» **Your task**
The lines to be copied are those below that contain "participant".

Saved data entries:
☆ ☆ ☆ ☆ ☆ ☆ ☆
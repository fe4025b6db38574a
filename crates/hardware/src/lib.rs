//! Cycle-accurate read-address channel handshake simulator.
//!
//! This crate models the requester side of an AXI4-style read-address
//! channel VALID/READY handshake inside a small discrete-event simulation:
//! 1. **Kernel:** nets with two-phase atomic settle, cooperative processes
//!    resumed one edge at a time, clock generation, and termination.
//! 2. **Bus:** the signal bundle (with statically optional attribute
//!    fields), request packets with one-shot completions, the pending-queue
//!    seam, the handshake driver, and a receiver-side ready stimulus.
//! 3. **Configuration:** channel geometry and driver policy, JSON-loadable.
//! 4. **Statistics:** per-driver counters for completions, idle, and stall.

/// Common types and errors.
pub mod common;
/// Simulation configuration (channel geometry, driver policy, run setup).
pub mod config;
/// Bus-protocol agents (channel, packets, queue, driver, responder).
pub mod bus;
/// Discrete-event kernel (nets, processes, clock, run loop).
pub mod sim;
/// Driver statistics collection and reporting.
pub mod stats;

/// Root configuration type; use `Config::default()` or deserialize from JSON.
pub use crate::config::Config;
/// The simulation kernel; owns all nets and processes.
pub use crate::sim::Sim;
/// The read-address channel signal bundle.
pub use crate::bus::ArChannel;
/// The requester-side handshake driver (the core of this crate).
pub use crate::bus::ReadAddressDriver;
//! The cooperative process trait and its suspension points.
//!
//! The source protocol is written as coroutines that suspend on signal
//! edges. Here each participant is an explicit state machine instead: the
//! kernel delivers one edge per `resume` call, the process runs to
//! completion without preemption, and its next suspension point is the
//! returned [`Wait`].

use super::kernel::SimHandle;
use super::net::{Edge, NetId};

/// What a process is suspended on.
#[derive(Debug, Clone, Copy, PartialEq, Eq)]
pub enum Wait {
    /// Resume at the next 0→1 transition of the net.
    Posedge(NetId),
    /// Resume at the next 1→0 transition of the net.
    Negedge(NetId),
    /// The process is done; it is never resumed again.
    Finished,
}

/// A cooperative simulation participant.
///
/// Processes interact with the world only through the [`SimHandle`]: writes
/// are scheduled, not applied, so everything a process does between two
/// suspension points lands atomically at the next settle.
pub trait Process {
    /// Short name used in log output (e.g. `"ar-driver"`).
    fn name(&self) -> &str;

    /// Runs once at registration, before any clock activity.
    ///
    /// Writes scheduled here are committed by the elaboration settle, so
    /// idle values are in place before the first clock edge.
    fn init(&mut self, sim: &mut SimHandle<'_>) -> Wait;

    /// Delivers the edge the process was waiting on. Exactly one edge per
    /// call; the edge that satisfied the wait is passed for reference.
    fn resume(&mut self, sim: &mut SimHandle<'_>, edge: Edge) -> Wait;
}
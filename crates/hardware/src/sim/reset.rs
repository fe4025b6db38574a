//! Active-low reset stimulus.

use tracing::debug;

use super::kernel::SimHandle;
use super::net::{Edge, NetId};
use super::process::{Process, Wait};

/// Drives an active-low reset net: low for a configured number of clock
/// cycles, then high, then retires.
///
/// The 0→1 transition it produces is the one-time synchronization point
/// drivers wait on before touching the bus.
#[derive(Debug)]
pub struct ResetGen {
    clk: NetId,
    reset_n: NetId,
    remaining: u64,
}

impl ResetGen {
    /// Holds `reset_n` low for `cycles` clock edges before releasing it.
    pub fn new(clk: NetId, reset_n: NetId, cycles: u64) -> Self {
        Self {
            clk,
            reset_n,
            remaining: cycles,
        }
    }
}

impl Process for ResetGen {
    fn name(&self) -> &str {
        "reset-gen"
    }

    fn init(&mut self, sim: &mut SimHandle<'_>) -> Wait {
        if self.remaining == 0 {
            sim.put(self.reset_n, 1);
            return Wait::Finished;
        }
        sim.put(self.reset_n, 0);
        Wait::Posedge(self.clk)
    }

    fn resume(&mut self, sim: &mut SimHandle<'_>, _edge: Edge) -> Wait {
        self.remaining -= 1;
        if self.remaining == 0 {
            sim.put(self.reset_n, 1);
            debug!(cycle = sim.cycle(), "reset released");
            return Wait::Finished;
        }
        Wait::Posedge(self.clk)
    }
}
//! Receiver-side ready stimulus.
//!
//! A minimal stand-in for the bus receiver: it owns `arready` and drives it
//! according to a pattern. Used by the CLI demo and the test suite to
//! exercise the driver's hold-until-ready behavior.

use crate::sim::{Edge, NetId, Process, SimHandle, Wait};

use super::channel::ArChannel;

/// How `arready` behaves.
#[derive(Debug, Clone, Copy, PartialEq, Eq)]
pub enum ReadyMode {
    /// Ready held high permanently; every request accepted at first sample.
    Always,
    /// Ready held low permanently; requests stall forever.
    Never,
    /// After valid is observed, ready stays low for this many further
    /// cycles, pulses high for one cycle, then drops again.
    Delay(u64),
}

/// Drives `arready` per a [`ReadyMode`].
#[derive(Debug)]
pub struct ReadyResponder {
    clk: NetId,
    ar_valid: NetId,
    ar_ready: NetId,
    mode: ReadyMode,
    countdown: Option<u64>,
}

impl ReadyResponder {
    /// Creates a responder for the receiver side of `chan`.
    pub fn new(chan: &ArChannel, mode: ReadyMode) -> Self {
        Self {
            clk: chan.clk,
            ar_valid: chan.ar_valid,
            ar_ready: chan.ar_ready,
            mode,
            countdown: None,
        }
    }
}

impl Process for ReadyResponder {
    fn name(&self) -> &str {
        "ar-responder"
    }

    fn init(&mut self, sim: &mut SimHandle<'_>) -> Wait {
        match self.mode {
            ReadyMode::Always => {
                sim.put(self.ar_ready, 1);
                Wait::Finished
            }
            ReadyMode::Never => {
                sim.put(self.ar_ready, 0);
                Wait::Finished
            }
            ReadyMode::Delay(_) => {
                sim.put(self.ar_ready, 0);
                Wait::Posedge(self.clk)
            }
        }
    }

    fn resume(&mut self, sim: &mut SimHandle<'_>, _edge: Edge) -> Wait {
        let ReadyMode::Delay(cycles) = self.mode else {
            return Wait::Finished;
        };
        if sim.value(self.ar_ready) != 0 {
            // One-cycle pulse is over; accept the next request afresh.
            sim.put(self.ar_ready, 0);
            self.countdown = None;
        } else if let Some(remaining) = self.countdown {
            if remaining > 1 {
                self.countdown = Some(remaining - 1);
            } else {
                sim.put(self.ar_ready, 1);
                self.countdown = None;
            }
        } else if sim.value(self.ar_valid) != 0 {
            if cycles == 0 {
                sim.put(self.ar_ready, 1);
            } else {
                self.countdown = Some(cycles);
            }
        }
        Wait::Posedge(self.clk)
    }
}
☆ ☆ ☆ ☆ ☆ ☆ ☆
» **Completed task**
//! edges. Here each participant is an explicit state machine instead: the
/// A cooperative simulation participant.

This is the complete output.